The word elef literally means 1,000. In war stories the term refers to a military unit most likely far fewer than 1,000, though the narrator could be exaggerating for effect. An empire like Assyria or Babylonia could field an army of thousands but in the days of the kings of Israel, 300 was probably a force that could be raised and armed, provisioned, and sent against a town or another army. In these stories, I render elef as “battalion,” a unit of 300-1000 fighters in the U.S. Army.  A “company” counts 62-190 soldiers, and this may come closer to the word elef in a historical sense. (DA Pamphlet 10-1)

            Eglon, king of Moav, gathered B’neyAmon and Amalek for an incursion into Israel. They took possession of Ir Hatamarim, The City of Palms. The B’neyYisrael served King Eglon for eighteen years. Then they cried out to Yahh and Yahh raised them a liberator: Ehud benGera. He was of Binyamin–“Son of Right Hand”–but was left-handed. The B’neyYisrael sent by his hand a tribute to King Eglon.
            Ehud made himself a sword. It had two cutting edges and was short.  He belted it under his clothing on his right thigh.
            He presented the tribute before King Eglon who was a very fat man. When he finished presenting the tribute he led off the crew of tribute porters.
From the carvings at Gilgal he returned and said, “I have a secret word for you, O King.”

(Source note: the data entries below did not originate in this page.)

use std::collections::BinaryHeap;

use wayfarer_core::Point;

use crate::PathRange;
use crate::error::SearchError;
use crate::pathrange::{NodeRef, checked_cost, reconstruct};
use crate::result::{Algorithm, SearchResult};
use crate::traits::WeightedPather;

impl PathRange {
    /// Compute the cheapest path from `from` to `to` with Dijkstra's
    /// algorithm.
    ///
    /// The frontier is ordered by cost-to-reach only; ties go to the node
    /// discovered first, so the pather's neighbor order decides between
    /// equal-cost routes. The returned `visited` list holds every finalized
    /// cell in pop order, the goal included. An unreachable or out-of-range
    /// goal yields an empty path with infinite cost.
    pub fn dijkstra_path<P: WeightedPather>(
        &mut self,
        pather: &P,
        from: Point,
        to: Point,
    ) -> Result<SearchResult, SearchError> {
        let (Some(start_idx), Some(goal_idx)) = (self.idx(from), self.idx(to)) else {
            return Ok(SearchResult::unreachable(Algorithm::Dijkstra, Vec::new()));
        };

        self.dijkstra_generation = self.dijkstra_generation.wrapping_add(1);
        let cur_gen = self.dijkstra_generation;

        {
            let n = &mut self.dijkstra_nodes[start_idx];
            n.g = 0.0;
            n.h = 0.0;
            n.parent = usize::MAX;
            n.generation = cur_gen;
            n.open = true;
        }

        let mut open: BinaryHeap<NodeRef> = BinaryHeap::new();
        let mut seq: u64 = 0;
        open.push(NodeRef {
            idx: start_idx,
            f: 0.0,
            h: 0.0,
            seq,
        });

        let mut visited = Vec::new();
        let mut nbuf = std::mem::take(&mut self.nbuf);

        let outcome = 'search: loop {
            let Some(current) = open.pop() else {
                break 'search Ok(false);
            };
            let ci = current.idx;

            // Skip stale entries.
            let cn = &self.dijkstra_nodes[ci];
            if cn.generation != cur_gen || !cn.open {
                continue;
            }
            let current_g = cn.g;
            self.dijkstra_nodes[ci].open = false;

            let cp = self.point(ci);
            visited.push(cp);
            log::trace!("dijkstra: finalize {cp} at g={current_g}");

            if ci == goal_idx {
                break 'search Ok(true);
            }

            nbuf.clear();
            pather.neighbors(cp, &mut nbuf);

            for &np in nbuf.iter() {
                let Some(ni) = self.idx(np) else {
                    continue;
                };
                let step = match checked_cost(cp, np, pather.cost(cp, np)) {
                    Ok(c) => c,
                    Err(e) => break 'search Err(e),
                };
                let tentative = current_g + step;

                let n = &mut self.dijkstra_nodes[ni];
                if n.generation == cur_gen {
                    // Finalized nodes keep their cost; frontier nodes only
                    // move on a strict improvement.
                    if !n.open || tentative >= n.g {
                        continue;
                    }
                } else {
                    n.generation = cur_gen;
                }

                n.g = tentative;
                n.h = 0.0;
                n.parent = ci;
                n.open = true;
                seq += 1;
                open.push(NodeRef {
                    idx: ni,
                    f: tentative,
                    h: 0.0,
                    seq,
                });
            }
        };

        self.nbuf = nbuf;

        if !outcome? {
            return Ok(SearchResult::unreachable(Algorithm::Dijkstra, visited));
        }

        Ok(SearchResult {
            algorithm: Algorithm::Dijkstra,
            path: reconstruct(self, &self.dijkstra_nodes, goal_idx),
            cost: self.dijkstra_nodes[goal_idx].g,
            visited,
            fallback: false,
        })
    }
}

#[cfg(test)]
mod tests {
    use super::*;
    use crate::traits::Pather;
    use wayfarer_core::Range;

    /// Open 4-connected grid with a per-cell entry cost.
    struct CostGrid {
        w: i32,
        h: i32,
        costs: Vec<f64>,
    }

    impl Pather for CostGrid {
        fn neighbors(&self, p: Point, buf: &mut Vec<Point>) {
            for n in [p.shift(0, -1), p.shift(1, 0), p.shift(0, 1), p.shift(-1, 0)] {
                if n.x >= 0 && n.y >= 0 && n.x < self.w && n.y < self.h {
                    buf.push(n);
                }
            }
        }
    }

    impl WeightedPather for CostGrid {
        fn cost(&self, _from: Point, to: Point) -> f64 {
            self.costs[(to.y * self.w + to.x) as usize]
        }
    }

    fn uniform(w: i32, h: i32) -> CostGrid {
        CostGrid {
            w,
            h,
            costs: vec![1.0; (w * h) as usize],
        }
    }

    #[test]
    fn straight_line() {
        let g = uniform(5, 1);
        let mut pr = PathRange::new(Range::new(0, 0, 5, 1));
        let r = pr.dijkstra_path(&g, Point::new(0, 0), Point::new(4, 0)).unwrap();
        assert_eq!(r.path.len(), 5);
        assert_eq!(r.cost, 4.0);
        assert_eq!(r.visited.len(), 5);
        assert_eq!(r.visited.last(), Some(&Point::new(4, 0)));
    }

    #[test]
    fn same_start_and_goal() {
        let g = uniform(3, 3);
        let mut pr = PathRange::new(Range::new(0, 0, 3, 3));
        let r = pr.dijkstra_path(&g, Point::new(1, 1), Point::new(1, 1)).unwrap();
        assert_eq!(r.path, vec![Point::new(1, 1)]);
        assert_eq!(r.cost, 0.0);
        assert_eq!(r.visited, vec![Point::new(1, 1)]);
    }

    #[test]
    fn goes_around_expensive_cell() {
        let mut g = uniform(3, 3);
        g.costs[4] = 10.0; // centre
        let mut pr = PathRange::new(Range::new(0, 0, 3, 3));
        let r = pr.dijkstra_path(&g, Point::new(1, 0), Point::new(1, 2)).unwrap();
        assert_eq!(r.cost, 4.0);
        assert!(!r.path.contains(&Point::new(1, 1)));
    }

    #[test]
    fn ties_follow_neighbor_order() {
        // Right is enumerated before down, so the path hugs the top row.
        let g = uniform(2, 2);
        let mut pr = PathRange::new(Range::new(0, 0, 2, 2));
        let r = pr.dijkstra_path(&g, Point::new(0, 0), Point::new(1, 1)).unwrap();
        assert_eq!(
            r.path,
            vec![Point::new(0, 0), Point::new(1, 0), Point::new(1, 1)]
        );
    }

    #[test]
    fn out_of_range_goal_is_unreachable() {
        let g = uniform(3, 3);
        let mut pr = PathRange::new(Range::new(0, 0, 3, 3));
        let r = pr.dijkstra_path(&g, Point::new(0, 0), Point::new(9, 9)).unwrap();
        assert!(!r.is_reachable());
        assert!(r.cost.is_infinite());
    }

    #[test]
    fn negative_edge_is_rejected() {
        let mut g = uniform(3, 1);
        g.costs[1] = -2.0;
        let mut pr = PathRange::new(Range::new(0, 0, 3, 1));
        let err = pr.dijkstra_path(&g, Point::new(0, 0), Point::new(2, 0)).unwrap_err();
        assert_eq!(
            err,
            SearchError::InvalidEdgeCost {
                from: Point::new(0, 0),
                to: Point::new(1, 0),
                cost: -2.0,
            }
        );
        // The range stays usable afterwards.
        g.costs[1] = 1.0;
        assert!(pr.dijkstra_path(&g, Point::new(0, 0), Point::new(2, 0)).unwrap().is_reachable());
    }

    #[test]
    fn visited_has_no_duplicates() {
        let mut g = uniform(6, 6);
        for (i, c) in g.costs.iter_mut().enumerate() {
            *c = 1.0 + (i % 7) as f64 * 0.3;
        }
        let mut pr = PathRange::new(Range::new(0, 0, 6, 6));
        let r = pr.dijkstra_path(&g, Point::new(0, 0), Point::new(5, 5)).unwrap();
        let mut seen = r.visited.clone();
        seen.sort();
        seen.dedup();
        assert_eq!(seen.len(), r.visited.len());
    }
}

“Quiet,” said the king , and all they who stood by left his presence.
Ehud drew near him as he sat in his cool penthouse, alone. “I have for you,” said Ehud, “a word of God.”
He rose from the seat. Ehud thrust his left hand and took the sword from his right thigh, and drove it into Eglon’s belly. The haft followed the blade–the fat closed behind the blade for Ehud did not draw the sword from his belly. Feces came out.
Ehud left via the steps, closing and locking behind him the penthouse doors. As he left, the servants arrived and saw: the doors of the penthouse were locked! They said, “He must be covering his feet in the cool room.” They waited till they were embarrassed, and Eglon had not opened the penthouse doors. So they took the key and opened, and there was their master fallen dead to the ground.
During their delay Ehud escaped, passed the carvings and made it to S’irah.  When he got to the Ephraim mountain he blew the shofar and the B’neyYisrael descended with him, he in the lead.
“After me! Pursue!” said he, “for Yahh has given your enemies, Moav, into your hands.”  So they pursued, after him, and captured the Yarden crossings to Moav, permitting none to cross. They struck Moav, at that time, about ten battalions, every one of them fat and valorous. Not a man escaped.
That day Moav was subdued under the hand of Yisrael, and the land was quiet eighty years.